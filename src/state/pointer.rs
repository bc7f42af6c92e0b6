//! Pointer state - hover tracking, presses and wheel events.
//!
//! The host hit-tests its own rendering and reports which node is under the
//! pointer. Hover shows the highlight of that node and of every section
//! around it; a press pins the pressed node as the edit target and tells
//! everyone else (via a `PointerDown` broadcast) to let go.
//!
//! # API
//!
//! - `pointer_move(target)` - the pointer is now over `target`
//! - `pointer_leave()` - the pointer left the canvas
//! - `pointer_down(target)` - press on `target` (or outside any node)
//! - `hovered()` - node under the pointer (tracked)

use std::collections::HashSet;

use tracing::trace;

use super::keyboard::Modifiers;
use crate::engine::tree;
use crate::events::{broadcast, BroadcastEvent};
use crate::nodes::get_node;
use crate::reactive::Reactive;
use crate::types::NodeId;

/// Wheel event
#[derive(Clone, Copy, Debug, Default, PartialEq)]
pub struct WheelEvent {
    pub delta_x: f64,
    pub delta_y: f64,
    pub modifiers: Modifiers,
}

impl WheelEvent {
    pub fn new(delta_x: f64, delta_y: f64) -> Self {
        Self {
            delta_x,
            delta_y,
            modifiers: Modifiers::empty(),
        }
    }
}

thread_local! {
    static HOVERED: Reactive<Option<NodeId>> = Reactive::new(None);
}

/// Node under the pointer.
pub fn hovered() -> Option<NodeId> {
    HOVERED.with(Reactive::get)
}

/// `node` and every enclosing section or field.
fn hover_chain(node: Option<NodeId>) -> Vec<NodeId> {
    let Some(node) = node else { return Vec::new() };
    std::iter::once(node)
        .chain(tree::ancestors(node))
        .filter(|node| get_node(*node).is_some())
        .collect()
}

pub fn pointer_move(target: Option<NodeId>) {
    let previous = HOVERED.with(Reactive::get_untracked);
    if previous == target {
        return;
    }
    let before = hover_chain(previous);
    let after = hover_chain(target);
    let kept: HashSet<NodeId> = after.iter().copied().collect();
    let entered: HashSet<NodeId> = before.iter().copied().collect();

    for node in before.iter().filter(|node| !kept.contains(node)) {
        if let Some(node) = get_node(*node) {
            node.highlight().pointer_leave();
        }
    }
    for node in after.iter().filter(|node| !entered.contains(node)) {
        if let Some(node) = get_node(*node) {
            node.highlight().pointer_enter();
        }
    }
    trace!(?previous, ?target, "hover moved");
    HOVERED.with(|hovered| hovered.set(target));
}

pub fn pointer_leave() {
    pointer_move(None);
}

/// Press on `target`. Every node not containing it drops its active marker;
/// the pressed node becomes the edit target.
pub fn pointer_down(target: Option<NodeId>) {
    broadcast(BroadcastEvent::PointerDown { target });
    if let Some(node) = target.and_then(get_node) {
        node.send_edit_event();
    }
}

pub fn reset_pointer() {
    HOVERED.with(|hovered| hovered.set(None));
}

#[cfg(test)]
mod tests {
    use super::*;
    use crate::config::DesignerConfig;
    use crate::fields::register_builtin_fields;
    use crate::nodes::Canvas;
    use crate::types::Placement;

    fn setup() -> (Canvas, NodeId, NodeId) {
        crate::reset_designer();
        register_builtin_fields();
        let canvas = Canvas::new(DesignerConfig::default()).unwrap();
        let section = canvas.add_section().unwrap();
        let field = canvas.insert_field("text", Placement::Append(section.node_id())).unwrap();
        (canvas, section.node_id(), field.node_id())
    }

    fn outline(node: NodeId) -> bool {
        get_node(node).is_some_and(|node| node.highlight().is_visible())
    }

    #[test]
    fn test_hover_covers_enclosing_section() {
        let (_canvas, section, field) = setup();
        pointer_down(None);

        pointer_move(Some(field));
        assert_eq!(hovered(), Some(field));
        assert!(outline(field));
        assert!(outline(section));

        pointer_move(Some(section));
        assert!(!outline(field));
        assert!(outline(section));

        pointer_leave();
        assert!(!outline(section));
        assert_eq!(hovered(), None);
    }

    #[test]
    fn test_press_moves_edit_target() {
        let (canvas, section, field) = setup();
        assert_eq!(canvas.edit_target(), Some(field));

        pointer_down(Some(section));
        assert_eq!(canvas.edit_target(), Some(section));
        assert!(get_node(section).unwrap().highlight().is_active());
        assert!(!get_node(field).unwrap().highlight().is_active());
    }
}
══════════
■ **WHAT TO WORK ON**
Transcribe the material exactly, so that no line is lost or altered.

■ **TASK ANSWER**
filename src/state/pointer.rs
repository bc7f42af6c92e0b6
//! Pointer state - hover tracking, presses and wheel events.
//!
//! The host hit-tests its own rendering and reports which node is under the
//! pointer. Hover shows the highlight of that node and of every section
//! around it; a press pins the pressed node as the edit target and tells
//! everyone else (via a `PointerDown` broadcast) to let go.
//!
//! # API
//!
//! - `pointer_move(target)` - the pointer is now over `target`
//! - `pointer_leave()` - the pointer left the canvas
//! - `pointer_down(target)` - press on `target` (or outside any node)
//! - `hovered()` - node under the pointer (tracked)

use std::collections::HashSet;

use tracing::trace;

use super::keyboard::Modifiers;
use crate::engine::tree;
use crate::events::{broadcast, BroadcastEvent};
use crate::nodes::get_node;
use crate::reactive::Reactive;
use crate::types::NodeId;

/// Wheel event
#[derive(Clone, Copy, Debug, Default, PartialEq)]
pub struct WheelEvent {
    pub delta_x: f64,
    pub delta_y: f64,
    pub modifiers: Modifiers,
}

impl WheelEvent {
    pub fn new(delta_x: f64, delta_y: f64) -> Self {
        Self {
            delta_x,
            delta_y,
            modifiers: Modifiers::empty(),
        }
    }
}

thread_local! {
    static HOVERED: Reactive<Option<NodeId>> = Reactive::new(None);
}

/// Node under the pointer.
pub fn hovered() -> Option<NodeId> {
    HOVERED.with(Reactive::get)
}

/// `node` and every enclosing section or field.
fn hover_chain(node: Option<NodeId>) -> Vec<NodeId> {
    let Some(node) = node else { return Vec::new() };
    std::iter::once(node)
        .chain(tree::ancestors(node))
        .filter(|node| get_node(*node).is_some())
        .collect()
}

pub fn pointer_move(target: Option<NodeId>) {
    let previous = HOVERED.with(Reactive::get_untracked);
    if previous == target {
        return;
    }
    let before = hover_chain(previous);
    let after = hover_chain(target);
    let kept: HashSet<NodeId> = after.iter().copied().collect();
    let entered: HashSet<NodeId> = before.iter().copied().collect();

    for node in before.iter().filter(|node| !kept.contains(node)) {
        if let Some(node) = get_node(*node) {
            node.highlight().pointer_leave();
        }
    }
    for node in after.iter().filter(|node| !entered.contains(node)) {
        if let Some(node) = get_node(*node) {
            node.highlight().pointer_enter();
        }
    }
    trace!(?previous, ?target, "hover moved");
    HOVERED.with(|hovered| hovered.set(target));
}

pub fn pointer_leave() {
    pointer_move(None);
}

/// Press on `target`. Every node not containing it drops its active marker;
/// the pressed node becomes the edit target.
pub fn pointer_down(target: Option<NodeId>) {
    broadcast(BroadcastEvent::PointerDown { target });
    if let Some(node) = target.and_then(get_node) {
        node.send_edit_event();
    }
}

pub fn reset_pointer() {
    HOVERED.with(|hovered| hovered.set(None));
}

#[cfg(test)]
mod tests {
    use super::*;
    use crate::config::DesignerConfig;
    use crate::fields::register_builtin_fields;
    use crate::nodes::Canvas;
    use crate::types::Placement;

    fn setup() -> (Canvas, NodeId, NodeId) {
        crate::reset_designer();
        register_builtin_fields();
        let canvas = Canvas::new(DesignerConfig::default()).unwrap();
        let section = canvas.add_section().unwrap();
        let field = canvas.insert_field("text", Placement::Append(section.node_id())).unwrap();
        (canvas, section.node_id(), field.node_id())
    }

    fn outline(node: NodeId) -> bool {
        get_node(node).is_some_and(|node| node.highlight().is_visible())
    }

    #[test]
    fn test_hover_covers_enclosing_section() {
        let (_canvas, section, field) = setup();
        pointer_down(None);

        pointer_move(Some(field));
        assert_eq!(hovered(), Some(field));
        assert!(outline(field));
        assert!(outline(section));

        pointer_move(Some(section));
        assert!(!outline(field));
        assert!(outline(section));

        pointer_leave();
        assert!(!outline(section));
        assert_eq!(hovered(), None);
    }

    #[test]
    fn test_press_moves_edit_target() {
        let (canvas, section, field) = setup();
        assert_eq!(canvas.edit_target(), Some(field));

        pointer_down(Some(section));
        assert_eq!(canvas.edit_target(), Some(section));
        assert!(get_node(section).unwrap().highlight().is_active());
        assert!(!get_node(field).unwrap().highlight().is_active());
    }
}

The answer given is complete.